Alun Michael announced that Defra has awarded a contract worth £570,000 to administer the National Equine Database (NED) at a national horse industry conference yesterday. The tender-winning company is Momenta, an Oxfordshire-based firm which has worked on other government projects and is part of AEA Technology PLC.
Momenta will design the database software, providing a system which holds core data from the horse passports scheme, such as a horse’s date of birth, gender and unique reference number. Such information is mandatory, and this area of the database is expected to be up and running by January 2005.
The voluntary data, which may include information about the animal, its breeding and performance history, is expected to be operational from April.
“The National Equine Database will support the development of a strategy for an industry whose gross output is estimated to be worth some £3.4 billion annually,” said Alun Michael.
“It will provide a reliable figure for the number of horses in this country, arguably for the first time since the Domesday Book.”
The database is seen as the lynch pin of a strategy for the horse industry, which, as Mr Michael explains, “can become a valuable tool to promote British horse breeding and the development of equestrian sport.
“It will also provide a guide to the location of horses, will help in the control of disease outbreaks and will improve veterinary surveillance,” he added.

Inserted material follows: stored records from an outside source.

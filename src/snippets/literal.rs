//! Literal renderers for the SDK examples: quoted scalars plus nested
//! PHP arrays and JavaScript objects.

use once_cell::sync::Lazy;
use regex::Regex;
use serde_json::{Map, Value};

use super::SdkLanguage;
use crate::slug::value_to_string;

static BARE_IDENTIFIER: Lazy<Regex> = Lazy::new(|| {
    Regex::new(r"^[a-zA-Z_][a-zA-Z0-9_]*$").expect("Failed to compile identifier regex")
});

/// Wrap text in single quotes, escaping backslashes and embedded quotes.
#[must_use]
pub fn single_quote(text: &str) -> String {
    let mut out = String::with_capacity(text.len() + 2);
    out.push('\'');
    for c in text.chars() {
        if c == '\\' || c == '\'' {
            out.push('\\');
        }
        out.push(c);
    }
    out.push('\'');
    out
}

/// Render a value as a positional call argument.
///
/// Numbers and booleans are emitted bare; everything else is quoted.
#[must_use]
pub fn quote_value(value: &Value) -> String {
    match value {
        Value::Number(n) => n.to_string(),
        Value::Bool(b) => b.to_string(),
        other => single_quote(&value_to_string(other)),
    }
}

/// Render a mapping as a PHP array literal.
///
/// ```
/// use apidocs::snippets::php_array;
/// use serde_json::json;
///
/// let map = json!({"name": "example", "tags": ["a", 1]});
/// assert_eq!(
///     php_array(map.as_object().unwrap(), 0),
///     "[\n    'name' => 'example',\n    'tags' => ['a', 1],\n]"
/// );
/// ```
#[must_use]
pub fn php_array(map: &Map<String, Value>, indent: usize) -> String {
    format_map(SdkLanguage::Php, map, indent)
}

/// Render a mapping as a JavaScript object literal. Keys that are valid
/// identifiers are left bare.
#[must_use]
pub fn js_object(map: &Map<String, Value>, indent: usize) -> String {
    format_map(SdkLanguage::Js, map, indent)
}

/// Render a mapping in the literal syntax of `lang`.
#[must_use]
pub fn format_map(lang: SdkLanguage, map: &Map<String, Value>, indent: usize) -> String {
    let (open, close) = match lang {
        SdkLanguage::Php => ("[", "]"),
        SdkLanguage::Js => ("{", "}"),
    };
    if map.is_empty() {
        return format!("{open}{close}");
    }

    let inner_pad = " ".repeat(indent + 4);
    let mut lines = vec![open.to_string()];
    for (key, value) in map {
        let formatted = format_value(lang, value, indent + 4);
        let line = match lang {
            SdkLanguage::Php => format!("{inner_pad}{} => {formatted},", single_quote(key)),
            SdkLanguage::Js => format!("{inner_pad}{}: {formatted},", js_key(key)),
        };
        lines.push(line);
    }
    lines.push(format!("{}{close}", " ".repeat(indent)));
    lines.join("\n")
}

fn js_key(key: &str) -> String {
    if BARE_IDENTIFIER.is_match(key) {
        key.to_string()
    } else {
        single_quote(key)
    }
}

fn format_value(lang: SdkLanguage, value: &Value, indent: usize) -> String {
    match value {
        Value::Null => "null".to_string(),
        Value::Bool(b) => b.to_string(),
        Value::Number(n) => n.to_string(),
        Value::String(s) => single_quote(s),
        Value::Array(items) => {
            let items: Vec<String> = items
                .iter()
                .map(|item| format_value(lang, item, indent))
                .collect();
            format!("[{}]", items.join(", "))
        }
        Value::Object(map) => format_map(lang, map, indent),
    }
}
//! Error types for the docs pipeline.
//!
//! Only authoring mistakes the build cannot resolve are errors. Missing
//! templates, malformed response bodies, absent optional fields and records of
//! the wrong shape all have defaults and never surface here.

use thiserror::Error;

const CONFLICT_HINT: &str =
    "Fix: Use the same description in all controllers, or leave all but one blank.";

/// Errors that abort a build.
#[derive(Debug, Clone, PartialEq, Eq, Error)]
#[non_exhaustive]
pub enum BuildError {
    #[error(
        "Conflicting group descriptions for {group:?}:\n  Existing: {existing:?}\n  New:      {new:?}\n{}",
        CONFLICT_HINT
    )]
    ConflictingGroupDescription {
        group: String,
        existing: String,
        new: String,
    },

    #[error(
        "Conflicting subgroup descriptions for {subgroup:?} in group {group:?}:\n  Existing: {existing:?}\n  New:      {new:?}\n{}",
        CONFLICT_HINT
    )]
    ConflictingSubgroupDescription {
        group: String,
        subgroup: String,
        existing: String,
        new: String,
    },
}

Graham Suggett, the man behind the NED, and Director of Breeding at BEF, has continually emphasised that this is not about providing Defra with information, but “will provide an incredible service for the general public.”
Momenta’s contract lasts for the duration of the envisaged two-year start-up period. Thereafter, the project is expected to be self-funding, although as the government will require information from the database for enforcement of equine passport regulations, as well as disease control and surveillance, Defra will pay a percentage of the ongoing maintenance and development costs.